Dealing with Florida's Heat and Humidity on the Bike.by Karen McGrath
Your bike may well ask you “Is it warm enough for you?” as you throw your leg over it, and you may well reply “Yes, yes it is.”
While it is futile to complain about the rise in temperatures, after all this is Florida, that doesn't mean that riding in the heat is something you should avoid, it just poses some challenges. So as the temperatures rise and the heat and humidity take their toll, keep these tips in mind to stay safe and ride smart.
1. Plan and Prepare: Think about planning a route ahead of time and let at least one other person know where you're going. Wear your Road ID. If you can, try and pick routes with some shade and a few convenient places to stop for hydration. Be sure to carry a cell phone and some cash for extra fluids for potential emergency scenarios.

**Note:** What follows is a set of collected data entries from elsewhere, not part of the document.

//! Raw filter maps as they arrive from a request.

use std::collections::BTreeMap;
use std::collections::btree_map::Entry;

use serde::{Deserialize, Serialize};

use super::types::FilterValue;
use crate::error::{FilterError, FilterResult};

/// Caller-supplied mapping from attribute key to filter value.
///
/// Keys may be dot-qualified (`author.created_at`) to reach attributes
/// through relations.
#[derive(Debug, Clone, Default, Serialize, Deserialize, PartialEq)]
#[serde(transparent)]
pub struct RawFilters {
    entries: BTreeMap<String, FilterValue>,
}

impl RawFilters {
    pub fn new() -> Self {
        Self::default()
    }

    /// Add an entry, builder style.
    pub fn with(mut self, key: &str, value: impl Into<FilterValue>) -> Self {
        self.entries.insert(key.to_string(), value.into());
        self
    }

    pub fn insert(&mut self, key: impl Into<String>, value: impl Into<FilterValue>) {
        self.entries.insert(key.into(), value.into());
    }

    pub fn get(&self, key: &str) -> Option<&FilterValue> {
        self.entries.get(key)
    }

    pub fn contains_key(&self, key: &str) -> bool {
        self.entries.contains_key(key)
    }

    pub fn keys(&self) -> impl Iterator<Item = &str> {
        self.entries.keys().map(String::as_str)
    }

    pub fn iter(&self) -> impl Iterator<Item = (&str, &FilterValue)> {
        self.entries.iter().map(|(k, v)| (k.as_str(), v))
    }

    pub fn len(&self) -> usize {
        self.entries.len()
    }

    pub fn is_empty(&self) -> bool {
        self.entries.is_empty()
    }

    /// Parse a JSON object of filters.
    pub fn from_json_str(json: &str) -> FilterResult<Self> {
        let value: serde_json::Value = serde_json::from_str(json)?;
        Self::from_json_value(value)
    }

    /// Convert a JSON object of filters. Anything but an object is rejected.
    pub fn from_json_value(value: serde_json::Value) -> FilterResult<Self> {
        match value {
            serde_json::Value::Object(fields) => Ok(fields
                .into_iter()
                .map(|(k, v)| (k, FilterValue::from(v)))
                .collect()),
            other => Err(FilterError::InvalidFilters(format!(
                "expected an object of filters, got {other}"
            ))),
        }
    }

    /// Build filters from decoded query-string pairs.
    ///
    /// Supports the bracket conventions used by HTML forms:
    /// - `name=Alice` → string
    /// - `price[]=10&price[]=20` → list
    /// - `created_at[date_from]=2024-01-01` → record
    ///
    /// Empty values become null so that blank form fields are never applied.
    pub fn from_query_pairs<I, K, V>(pairs: I) -> FilterResult<Self>
    where
        I: IntoIterator<Item = (K, V)>,
        K: AsRef<str>,
        V: AsRef<str>,
    {
        let mut entries: BTreeMap<String, FilterValue> = BTreeMap::new();

        for (key, value) in pairs {
            let key = key.as_ref();
            let value = match value.as_ref() {
                "" => FilterValue::Null,
                v => FilterValue::String(v.to_string()),
            };

            let Some((name, rest)) = key.split_once('[') else {
                entries.insert(key.to_string(), value);
                continue;
            };
            let Some(field) = rest.strip_suffix(']') else {
                return Err(FilterError::InvalidFilters(format!(
                    "unterminated bracket in filter key: {key}"
                )));
            };
            if name.is_empty() || field.contains(['[', ']']) {
                return Err(FilterError::InvalidFilters(format!(
                    "unsupported filter key: {key}"
                )));
            }

            match entries.entry(name.to_string()) {
                Entry::Vacant(slot) => {
                    slot.insert(if field.is_empty() {
                        FilterValue::List(vec![value])
                    } else {
                        FilterValue::record([(field, value)])
                    });
                }
                Entry::Occupied(mut slot) => match (slot.get_mut(), field.is_empty()) {
                    (FilterValue::List(items), true) => items.push(value),
                    (FilterValue::Record(fields), false) => {
                        fields.insert(field.to_string(), value);
                    }
                    _ => {
                        return Err(FilterError::InvalidFilters(format!(
                            "conflicting shapes for filter key: {name}"
                        )));
                    }
                },
            }
        }

        Ok(Self { entries })
    }
}

impl FromIterator<(String, FilterValue)> for RawFilters {
    fn from_iter<I: IntoIterator<Item = (String, FilterValue)>>(iter: I) -> Self {
        Self {
            entries: iter.into_iter().collect(),
        }
    }
}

2. Use your Head: Consider getting up before the sun to get an earlier start than normal so that you are not riding during the hottest parts of the day if possible. This is usually between 11 a.m. and 4 p.m. Wear appropriate microfiber clothing that will stay cooler and wick sweat away! And absolutely do not forget to apply sunscreen! Should you experience a flat or mechanical, try to find a shady spot to work on the bike instead of staying out in the sun.
3. Acclimate: Start out with rides that are shorter in length and be sure to maintain a moderate pace. Increase your mileage as your body becomes used to riding in the heat. Then you will be able to increase your rides in length as well as intensity.
4. Hydrate, hydrate hydrate: Drink water before you even get started on your ride. During your ride be sure to replace electrolytes drinking well before you are even thirsty. Always carry plenty of fluids, even if you're only planning for a short ride. It’s always better to have too much than too little! Plan to take in small amounts of fluids frequently (every 5 to 10 minutes) to stay on top of your hydration needs. Be sure not to wait for the feeling of extreme thirst; this could be one of the initial signs of heat exhaustion.
5. Replace Electrolytes: For any rides in Florida, drink fluids with an electrolyte replacement in addition to water. Consider an electrolyte drink, such as Skratch or GU Brew. Electrolyte chews/gels to help maintain sodium levels and are easy to consume during the duration of the ride.
6. Recover: Recovery becomes even more critical when riding in the heat. Have something prepared to replenish your energy stores right after the ride that ideally has a 4:1 ratio of carbohydrates to protein. Continue to hydrate in the hours that follow to replace fluids lost during the ride. This will speed the recovery process and allow you to face the heat again tomorrow. Failing to do this will result in severe cramping and fatigue.The Florida heat and humidity can make cycling in the summer a potentially hazardous environment. But with the proper preparation and attention to the body's nutritional needs, the long days of summer make them ideal times to be on a bike. So get out there, have fun, be safe and PEDAL ON!